Friday 26 July 2013
The Dee Valley, which sits within the Clwydian Range and Dee Valley Area of Outstanding Natural Beauty, is home to many archaeological sites including the stunning Valle Crucis Abbey, and will be a cultural hotspot during the Llangollen Fringe Festival.
Digital film preview
In the lead up to the Fringe, pupils from Ysgol Bryn Collen have been working with award-winning company Big Heritage to interpret Valle Crucis Abbey and its surroundings, including Eliseg’s Pillar. The pupils have created a digital film interpreting the valley, from the Ice Age to current day, and the film will be shown at a special preview for the public to enjoy at Valle Crucis on Sunday 28 July at 4.00pm.
During the Fringe visitors can also join local storyteller and musician Ruth Moore Williams in and around the ruins for medieval music, Welsh folk songs and stories about the abbey. The event, entitled ‘Magic, myths and music of Valley Crucis Abbey and the Dee Valley’ will take place on Saturday 27 July at 11.00am, 1.30pm and 2.30pm.
Artist in residence
Additionally, until 15 August, Valle Crucis will continue to be transformed into an open air art gallery by Cadw’s artist in residence, Lucy Harvey. Lucy was appointed as an artist in residence at the spectacular monument in March 2013, and has since taken inspiration from the hidden histories of Valle Crucis to create highly detailed artworks which use found objects and materials as diverse as wax, metal, stone and silk.

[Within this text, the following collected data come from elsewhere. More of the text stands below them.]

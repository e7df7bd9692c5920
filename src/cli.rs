// src/cli.rs
use anyhow::Result;
use chrono::{Local, NaiveDate};
use clap::{Parser, Subcommand};
use log::info;
use std::path::PathBuf;

use crate::config::{Overrides, PipelineConfig};
use crate::handlers::correlation::run_correlation_step;
use crate::handlers::heat::run_heat_step;
use crate::handlers::metrics::emit_metrics;
use crate::handlers::odds::run_odds_step;
use crate::handlers::pipeline::{run_pipeline, RunOptions};
use crate::handlers::report::{render_report, RenderOptions};
use crate::handlers::vix::run_vix_step;
use crate::services::adapter::{CsvAgg, FieldSource, MetricSources};
use crate::services::http::build_client;

const DEFAULT_TITLE: &str = "Weekly Macro Snapshot";

#[derive(Parser)]
#[command(name = "macro_pulse", about = "Macro indicator pipeline with layered source fallback")]
pub struct Cli {
    /// Skip every network source.
    #[arg(long, global = true, default_value_t = false)]
    pub offline: bool,

    /// Directory for per-metric artifacts. Defaults to $MACRO_OUT_DIR or data/macro.
    #[arg(long, global = true)]
    pub out_dir: Option<PathBuf>,

    #[command(subcommand)]
    pub command: Commands,
}

#[derive(Subcommand)]
pub enum Commands {
    /// Resolve the VIX percentile and write vix.csv.
    Vix,
    /// Resolve the rate-cut probability and write polymarket_live.csv.
    Odds,
    /// Resolve SPX/DXY and SPX/10Y correlations and write corr.json.
    Corr,
    /// Score trade-conflict event heat and write trade_conflict.json.
    Heat {
        /// Events CSV (publish_time, title, summary).
        #[arg(long)]
        events: Option<PathBuf>,

        /// TOML file with a `trade_keywords` list.
        #[arg(long)]
        keywords: Option<PathBuf>,
    },
    /// Merge artifacts and environment values into the canonical metrics record.
    EmitMetrics {
        /// Output path. Defaults to <out-dir>/metrics.json.
        #[arg(long)]
        out: Option<PathBuf>,

        /// JSON/CSV file with the rate-cut odds.
        #[arg(long)]
        rate_cut: Option<PathBuf>,
        #[arg(long, default_value = "prob")]
        rate_cut_key: String,

        /// JSON/CSV file with the VIX percentile.
        #[arg(long)]
        vix: Option<PathBuf>,
        #[arg(long, default_value = "pctile")]
        vix_key: String,

        /// JSON/CSV file with the correlations.
        #[arg(long)]
        corr: Option<PathBuf>,
        #[arg(long, default_value = "spx_dxy")]
        corr_dxy_key: String,
        #[arg(long, default_value = "spx_10y")]
        corr_10y_key: String,

        /// Prefer environment values over file values.
        #[arg(long, default_value_t = false)]
        from_env: bool,

        /// CSV aggregation: last or mean.
        #[arg(long, default_value = "last")]
        csv_agg: CsvAgg,
    },
    /// Render the Markdown and HTML report from the metrics record.
    Render {
        /// Defaults to <out-dir>/metrics.json.
        #[arg(long)]
        metrics: Option<PathBuf>,

        /// Defaults to <out-dir>/trade_conflict.json.
        #[arg(long)]
        events: Option<PathBuf>,

        #[arg(long, default_value = "report_out")]
        outdir: PathBuf,

        #[arg(long, default_value = DEFAULT_TITLE)]
        title: String,

        /// Render missing keys as N/A instead of failing.
        #[arg(long, default_value_t = false)]
        allow_na: bool,

        /// Report date (YYYY-MM-DD). Defaults to today.
        #[arg(long)]
        as_of: Option<NaiveDate>,

        /// Directory searched for `report_assets/architecture.*`.
        #[arg(long, default_value = ".")]
        asset_root: PathBuf,
    },
    /// Run every step, then emit metrics and render the report.
    Run {
        #[arg(long, default_value = "report_out")]
        outdir: PathBuf,

        #[arg(long, default_value = DEFAULT_TITLE)]
        title: String,

        #[arg(long, default_value_t = false)]
        allow_na: bool,

        #[arg(long)]
        as_of: Option<NaiveDate>,

        #[arg(long, default_value = ".")]
        asset_root: PathBuf,
    },
}

impl Cli {
    pub fn config(&self, overrides: Overrides) -> PipelineConfig {
        let mut cfg = PipelineConfig::from_overrides(overrides);
        if let Some(dir) = &self.out_dir {
            cfg.out_dir = dir.clone();
        }
        cfg.offline = cfg.offline || self.offline;
        cfg
    }
}

fn today() -> NaiveDate {
    Local::now().date_naive()
}

pub async fn dispatch(cli: Cli, overrides: Overrides) -> Result<()> {
    let cfg = cli.config(overrides);

    match cli.command {
        Commands::Vix => {
            let client = build_client(cfg.http_timeout).map_err(|e| anyhow::anyhow!(e))?;
            run_vix_step(&cfg, &client).await?;
        }
        Commands::Odds => {
            let client = build_client(cfg.http_timeout).map_err(|e| anyhow::anyhow!(e))?;
            run_odds_step(&cfg, &client).await?;
        }
        Commands::Corr => {
            let client = build_client(cfg.http_timeout).map_err(|e| anyhow::anyhow!(e))?;
            run_correlation_step(&cfg, &client).await?;
        }
        Commands::Heat { events, keywords } => {
            let events = events.unwrap_or_else(|| cfg.events_csv.clone());
            let keywords = keywords.unwrap_or_else(|| cfg.keywords_config.clone());
            run_heat_step(&events, &keywords, &cfg.heat_json())?;
        }
        Commands::EmitMetrics {
            out,
            rate_cut,
            rate_cut_key,
            vix,
            vix_key,
            corr,
            corr_dxy_key,
            corr_10y_key,
            from_env,
            csv_agg,
        } => {
            let sources = MetricSources {
                rate_cut: FieldSource::new(rate_cut, rate_cut_key),
                vix: FieldSource::new(vix, vix_key),
                corr_dxy: FieldSource::new(corr.clone(), corr_dxy_key),
                corr_10y: FieldSource::new(corr, corr_10y_key),
            };
            let out = out.unwrap_or_else(|| cfg.metrics_json());
            let record = emit_metrics(cfg.overrides.clone(), &sources, from_env, csv_agg, &out).await?;
            println!("{}", serde_json::to_string_pretty(&record)?);
        }
        Commands::Render {
            metrics,
            events,
            outdir,
            title,
            allow_na,
            as_of,
            asset_root,
        } => {
            let paths = render_report(&RenderOptions {
                metrics: metrics.unwrap_or_else(|| cfg.metrics_json()),
                events: events.unwrap_or_else(|| cfg.heat_json()),
                outdir,
                title,
                allow_na,
                as_of: as_of.unwrap_or_else(today),
                asset_root,
            })?;
            info!("Report written to {}", paths.html.display());
        }
        Commands::Run {
            outdir,
            title,
            allow_na,
            as_of,
            asset_root,
        } => {
            let summary = run_pipeline(
                &cfg,
                &RunOptions {
                    report_dir: outdir,
                    title,
                    allow_na,
                    as_of: as_of.unwrap_or_else(today),
                    asset_root,
                },
            )
            .await?;
            println!("{}", serde_json::to_string_pretty(&summary.metrics)?);
            info!("Report written to {}", summary.report.html.display());
        }
    }
    Ok(())
}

Visitors are invited to Lucy’s studio at the Summer House to watch her at work every Thursday until 15 August, when her residency period comes to an end. Also, as part of the Fringe Festival, Lucy will conduct an informal tour discussing her work during an Artist in Residence Open Evening on Thursday 25 July at 6.00pm.
The Closing Exhibition and Open Studios event at Valle Crucis on Saturday 10 August between 10.00am and 5.00pm will offer an opportunity for visitors to see the final culmination of Lucy’s work.
About Valle Crucis Abbey and Eliseg’s Pillar
Valle Crucis Abbey is named after the monument, its name translating from Latin to ‘Valley of the Cross’. The abbey was built in 1201, and in 1535 it was ranked the second richest Cistercian monastery after Tintern Abbey in Monmouthshire. Centuries later, today the abbey is one of the best preserved in Wales.
Eliseg’s Pillar was recently excavated by Bangor and Chester Universities and the local community, and it was discovered that the mound it sits upon is a burial mound dating back over 4,000 years to the Bronze Age. The pillar itself is part of a ninth-century inscribed stone erected by Cyngen, prince of Powys, in memory of his great-grandfather, Eliseg.